I know that there are a lot of things about her that I love. I know there are a lot of things about me that are also very desirable in a partner. For fucks sake, she would talk about how it feels like I’m out of her league. I can’t help but feel like those feelings have boomeranged to this point, where she now has to make me the scapegoat and equalize all of the shitty feelings. It’s fucked because I feel like I get punished for things that aren’t my fault, or not reasonable. Whenever she has asked me something, I’ve listened. Similarly, when I’ve asked certain things of her she hasn’t followed them. I just don’t want this double standard.
I love playing Wordle with you every day. I think it’s really cute how I sometimes get stuck and I look at your words because I know that you’ll use steak probably.
I love that I get to feel smart and teach you little things here and there, you’re a really good student and an even better listener.
I really love the fact that you let me lecture at you, like in the shower. I know that you’re tired and when it’s late or a long day you probably don’t want to learn about RSA encryption or something about math, but you still listen to me and let me gush and write over the walls.
I think you put up with a lot, and also for a lot of time. I think I was in the wrong for sometimes making my insecurities your fault. For example if I felt unattractive, I should’ve asked her for help with that instead of blaming you for making me feel that way.

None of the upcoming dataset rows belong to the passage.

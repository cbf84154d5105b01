use std::net::SocketAddr;
use std::str::FromStr;
use std::time;

use envconfig::Envconfig;

#[derive(Envconfig, Clone)]
pub struct Config {
    #[envconfig(default = "127.0.0.1:3000")]
    pub address: SocketAddr,

    /// Seconds between two drain cycles.
    #[envconfig(from = "DRAIN_PERIOD_SECS", default = "10")]
    pub drain_period: EnvSecsDuration,

    /// Log write operations instead of applying them. Local debug only.
    #[envconfig(default = "false")]
    pub print_store: bool,

    /// Path to a JSON array of collection configurations for the in-process
    /// store. Production deployments read this from the store itself.
    pub processor_config: Option<String>,

    #[envconfig(default = "true")]
    pub export_prometheus: bool,
}

#[derive(Debug, Clone, Copy)]
pub struct EnvSecsDuration(pub time::Duration);

#[derive(Debug, PartialEq, Eq)]
pub struct ParseEnvSecsDurationError;

impl FromStr for EnvSecsDuration {
    type Err = ParseEnvSecsDurationError;

    fn from_str(s: &str) -> Result<Self, Self::Err> {
        let secs = s.parse::<u64>().map_err(|_| ParseEnvSecsDurationError)?;

        Ok(EnvSecsDuration(time::Duration::from_secs(secs)))
    }
}

#[cfg(test)]
mod tests {
    use std::time::Duration;

    use super::{EnvSecsDuration, ParseEnvSecsDurationError};

    #[test]
    fn drain_period_parses_from_seconds() {
        let period: EnvSecsDuration = "10".parse().unwrap();
        assert_eq!(period.0, Duration::from_secs(10));

        assert!(matches!(
            "ten".parse::<EnvSecsDuration>(),
            Err(ParseEnvSecsDurationError)
        ));
    }
}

It was really kind of you to still try really hard when I was being a dick about it.
Even though we’re in very different financial situations, the fact that we go 50-50 on things and you also treat me is really fucking sweet of you.
I know I’ve been putting a lot of pressure on you, but even through that you still put in so much effort to accommodate the things I ask, like me talking about how I want to be listened to.
I used to think about how it would be almost impossible for me to find someone who would be able to get me, because I would require them to be someone who was raised seriously online while also being well adjusted. You’re that person.
I don’t want you to force yourself to be there for me when I ask for it, but that being said when I do ask for it you push yourself so hard to be there for me. I believe a lot in intentions mattering, and there’s no purer intention than that.
Hugging you just makes my body relax and my mind go quiet. I feel safe in your arms.
You’ve indulged every one of my fantasies, even when it’s something out of your comfort zone.
Even though it’s an insecurity of yours, you let me have tummy time. You’re my personal stuffed animal.
You carried me to diamond 2 on DPS by pocketing me, letting me play pharmercy. I don’t queue up because I don’t have you supporting me. Before you I literally was struggling to get to plat on DPS.
The fact that I can play these games with you, and you’re GOOD at them. Like you’re my duoq, and you’re fun to play with, you don’t get tilted to the point where it’s not fun, and you want to play with me. That’s a dream I never even dared think about because I thought it’d be impossible.
I’d happily eat cup-o-noodles for months straight and instead spend the money on the stuff I got so that you can have a setup next to mine. I think about the first post you made of us playing overwatch next to each other.
It’s a core memory to me when we turn showers into water gun fights with our mouths. You let me do such stupid things with you, and match my energy so well.